Nation newspaper of Tuesday January 18 2021 led with a story titled “Funding Woes Cripple ACB”. This story paints a picture as if everything has come to a halt and the Anti Corruption Bureau (ACB) cannot proceed with investigations, prosecution and any other assigned mandates.
For starters, this is not the first time ACB has been in the papers complaining of funding. All previous ACB directors have dealt with the same problem. As a matter of fact, investigators use their resources because they know they get refunds once funds are made available. This has been the norm.
One may argue that the issue here is not lack of funds to run current operations but delays by other state entities to disburse the same to the ACB.
Just last year, weeks after leaving office, former director Reyneck Matemba gave an interview to one of the weeklies. He pointed out at funding and political will as major impediments to the operations of the bureau.
Matemba disclosed that the Tonse administration has solved the political will puzzle and what remains is the funding side of it.
Nothing new here.
Money or no money, previous directors did their job. They prosecuted and got convictions.
It is therefore surprising that the current director, Martha Chizuma, is already using the funding line as an excuse for non-performance. She still has a good two years and some months on her contract to do what she was hired to do.
As a state-funded institution Anti Corruption Bureau falls in the bracket of the rest of government ministries, departments and agencies. No single department will claim to have received adequate funding. Everyone manages what Parliament allocates to them.
The 2021-2022 budget estimates allocated K37.9 billion to all institutions in the Governance and Rule of Law sector in which the ACB is placed together with Office of Ombudsman, Law Commission and Malawi Human Rights Commission.
Government of Malawi has always run on tight resources. There is no entity that gets all the money they ask from government. Chizuma’s ACB must understand this reality. There is no free quid sitting idle elsewhere waiting for a government official to claim it, no.
It takes good strategic leadership to know how to allocate those meagre resources and still get good results. Matemba successfully prosecuted on behalf of the bureau and got convictions in high profile cases like that of Thom Mpinganjira, Uladi Mussa and Mzomera Ngwira. He did not need billions, just brains and efficiency.

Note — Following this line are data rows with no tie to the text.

impl DocumentSession {
    /// Open a document using the default (Java) lexer.
    pub fn new(text: &str, config: ReparseConfig) -> Self {
        Self::with_lexer(text, config, Box::new(ConfigLexer::default()))
    }

    /// Open a document with a custom lexer.
    ///
    /// The whole document is queued and a cycle is requested; the request reaches the host once
    /// a waker is installed.
    pub fn with_lexer(text: &str, config: ReparseConfig, lexer: Box<dyn LineLexer>) -> Self {
        let config = config.normalized();
        let buffer = EditBuffer::new(text);
        let parser = IncrementalParser::new(lexer, buffer.line_count(), config.max_unit_chars);
        let cache = ScopeHighlightCache::new(config.scope_strength);

        let mut session = Self {
            config,
            buffer,
            queue: ReparseQueue::new(),
            parser,
            cache,
            scheduler: ReparseScheduler::new(),
            clock: Box::new(SystemClock),
            subscribers: Vec::new(),
            closed: false,
        };
        session.queue.push(session.buffer.full_span());
        session.scheduler.request_schedule();
        tracing::debug!(
            chars = session.buffer.len_chars(),
            lines = session.buffer.line_count(),
            "opened document"
        );
        session
    }

    /// Replace the clock used to measure cycle budgets.
    pub fn with_clock(mut self, clock: impl Clock + 'static) -> Self {
        self.clock = Box::new(clock);
        self
    }

    /// Install the callback that posts follow-up tasks to the host.
    pub fn set_waker(&mut self, waker: Waker) {
        self.scheduler.set_waker(waker);
    }

    /// Register a renderer callback.
    pub fn subscribe<F>(&mut self, callback: F)
    where
        F: FnMut(&ScopeBatch) + 'static,
    {
        self.subscribers.push(Box::new(callback));
    }

    /// Replace `range` with `text`, queue the damage and request a cycle.
    pub fn apply_edit(&mut self, range: Range<usize>, text: &str) -> Result<TextEdit, ReparseError> {
        if self.closed {
            return Err(ReparseError::DocumentClosed);
        }
        let applied = self.buffer.apply_edit(range, text)?;

        self.queue.apply_edit(&applied.edit);
        self.queue.push(self.buffer.lines_span(applied.dirty_lines()));
        self.parser.apply_edit(&applied);
        self.cache.apply_edit(&applied.edit);

        tracing::debug!(
            version = self.buffer.version(),
            start = applied.edit.start,
            old_len = applied.edit.old_len,
            new_len = applied.edit.new_len,
            queued = self.queue.len(),
            "applied edit"
        );
        self.scheduler.request_schedule();
        Ok(applied.edit)
    }

    /// Run one time-sliced cycle.
    ///
    /// Processes work units until the queue drains, the time budget is spent or the unit cap
    /// is reached. The first unit of a cycle always runs, so a zero budget still makes progress.
    pub fn run_cycle(&mut self) -> CycleReport {
        if !self.scheduler.begin_cycle() {
            tracing::trace!(state = ?self.scheduler.state(), "no cycle pending");
            return CycleReport::skipped();
        }

        let budget = self.config.time_budget();
        let cap = self.config.max_units_per_cycle;
        let started = self.clock.now();
        let mut now = started;
        let mut units = 0;
        let mut dropped_units = 0;

        while !self.queue.is_empty() {
            let elapsed = now.saturating_duration_since(started);
            if units > 0 && elapsed >= budget {
                break;
            }
            if cap.is_some_and(|cap| units >= cap) {
                break;
            }
            let remaining = if units == 0 {
                budget.saturating_sub(elapsed).max(Duration::from_nanos(1))
            } else {
                budget.saturating_sub(elapsed)
            };

            let Some(step) = self
                .parser
                .process_next(&mut self.queue, &self.buffer, remaining)
            else {
                break;
            };
            units += 1;
            if matches!(step.status, StepStatus::Dropped(_)) {
                dropped_units += 1;
            }
            if self.config.highlighting_enabled
                && let Some(line) = step.updated_region
            {
                self.cache.stage(self.buffer.line_span(line));
            }
            now = self.clock.now();
        }

        let queue_empty = self.queue.is_empty();
        let batch = if !self.config.highlighting_enabled {
            None
        } else if queue_empty {
            self.cache.commit(&self.buffer, &self.parser, false)
        } else if self.config.flush_policy == FlushPolicy::EveryCycle {
            self.cache.commit(&self.buffer, &self.parser, true)
        } else {
            None
        };
        let committed = batch.is_some();
        if let Some(batch) = batch {
            self.publish(&batch);
        }

        let outcome = self.scheduler.end_cycle(queue_empty);
        let elapsed = now.saturating_duration_since(started);
        tracing::trace!(
            units,
            dropped_units,
            elapsed_us = elapsed.as_micros() as u64,
            queued = self.queue.len(),
            ?outcome,
            "reparse cycle"
        );

        CycleReport {
            units,
            dropped_units,
            elapsed,
            outcome,
            committed,
        }
    }

    /// Run cycles until the scheduler goes idle or `max_cycles` ran.
    ///
    /// For hosts that drive the session directly instead of through posted tasks.
    pub fn run_until_idle(&mut self, max_cycles: usize) -> usize {
        let mut cycles = 0;
        while cycles < max_cycles && self.scheduler.state() == SchedulerState::ScheduledPending {
            self.run_cycle();
            cycles += 1;
        }
        cycles
    }

    /// Turn scope highlighting on or off.
    ///
    /// Any change re-evaluates the whole document once. Turning it off also clears the
    /// committed regions and tells subscribers so.
    pub fn set_highlighting_enabled(&mut self, enabled: bool) {
        if self.closed || self.config.highlighting_enabled == enabled {
            return;
        }
        self.config.highlighting_enabled = enabled;
        if !enabled {
            let batch = self.cache.clear();
            self.publish(&batch);
        }
        self.reevaluate_all();
    }

    /// Change the tint strength (0-100) of committed and future regions.
    ///
    /// Strength 0 is a plain tint: regions stay committed and published with zero strength.
    /// Use [`set_highlighting_enabled`](Self::set_highlighting_enabled) to stop painting.
    pub fn set_scope_strength(&mut self, strength: u8) {
        self.config.scope_strength = strength.min(100);
        if let Some(batch) = self.cache.set_strength(strength)
            && self.config.highlighting_enabled
        {
            self.publish(&batch);
        }
    }

    /// Change the per-cycle time budget.
    pub fn set_time_budget(&mut self, budget_ms: u64) {
        self.config.time_budget_ms = budget_ms;
    }

    /// Change when committed highlight updates are published.
    pub fn set_flush_policy(&mut self, policy: FlushPolicy) {
        self.config.flush_policy = policy;
    }

    /// Queue the whole document for re-parsing.
    pub fn request_full_reparse(&mut self) {
        if !self.closed {
            self.reevaluate_all();
        }
    }

    /// Stop all future work and drop subscribers.
    pub fn close(&mut self) {
        self.closed = true;
        self.scheduler.cancel();
        self.queue.clear();
        self.subscribers.clear();
        tracing::debug!(version = self.buffer.version(), "closed document");
    }

    /// Committed regions, ordered by start.
    pub fn scope_regions(&self) -> &[ScopeRegion] {
        self.cache.regions()
    }

    /// Owned copy of the committed regions.
    pub fn get_scope_regions(&self) -> Vec<ScopeRegion> {
        self.cache.regions().to_vec()
    }

    /// Whether a cycle is pending or running.
    pub fn is_reparse_pending(&self) -> bool {
        self.scheduler.is_pending()
    }

    /// Current scheduler state.
    pub fn scheduler_state(&self) -> SchedulerState {
        self.scheduler.state()
    }

    /// Scheduler (for its counters).
    pub fn scheduler(&self) -> &ReparseScheduler {
        &self.scheduler
    }

    /// Parse state of `line`.
    pub fn line_state(&self, line: usize) -> Option<&LineState> {
        self.parser.line(line)
    }

    /// Parser.
    pub fn parser(&self) -> &IncrementalParser {
        &self.parser
    }

    /// Pending damage.
    pub fn queue(&self) -> &ReparseQueue {
        &self.queue
    }

    /// Highlight cache.
    pub fn cache(&self) -> &ScopeHighlightCache {
        &self.cache
    }

    /// Document buffer.
    pub fn buffer(&self) -> &EditBuffer {
        &self.buffer
    }

    /// Complete document text.
    pub fn text(&self) -> String {
        self.buffer.text()
    }

    /// Current configuration.
    pub fn config(&self) -> &ReparseConfig {
        &self.config
    }

    /// Whether [`close`](Self::close) was called.
    pub fn is_closed(&self) -> bool {
        self.closed
    }

    fn reevaluate_all(&mut self) {
        self.parser.mark_all_stale();
        self.queue.push(self.buffer.full_span());
        tracing::debug!(
            lines = self.buffer.line_count(),
            highlighting = self.config.highlighting_enabled,
            "full re-evaluation"
        );
        self.scheduler.request_schedule();
    }

    fn publish(&mut self, batch: &ScopeBatch) {
        for callback in &mut self.subscribers {
            callback(batch);
        }
    }
}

Martha Chizuma must prove that she is worth the salt. After all the social media hype she must deliver and do so soon. It’s time for her to put on the garb, go to court and prosecute. The nation will judge her performance not on the number of people the bureau arrested, but the convictions attained after that.
And bluntly put, the glory of Zuneth Sattar investigation isn’t hers to own. This was a British job spilling into Malawi. With the mystery that still surrounds it, we may not be surprised at some point to hear that ACB has failed to achieve anything besides what the British National Crimes Agency has already unearthed.
Chizuma must get her act together if she intends to win the battle against corruption. Running to social media influencers with information isn’t part of her workable strategy. It is vanity.
Her ecosystem must involve among other key stakeholders the Justice Ministry, Office of Attorney General, Office of Director for Public Prosecution (DPP) and more importantly the Executive. Her predecessors performed well despite low levels of funding because they used the structural capital efficiently.
Malawians can talk about Sattar and all people involved but before an independent judiciary, Chizuma will have to prove beyond reasonable doubt that the people ACB arrests deserve to stay behind bars or have their assets frozen.
Fighting corruption is many other things besides money only. Chizuma must adopt strategic leadership to balance between money and potential.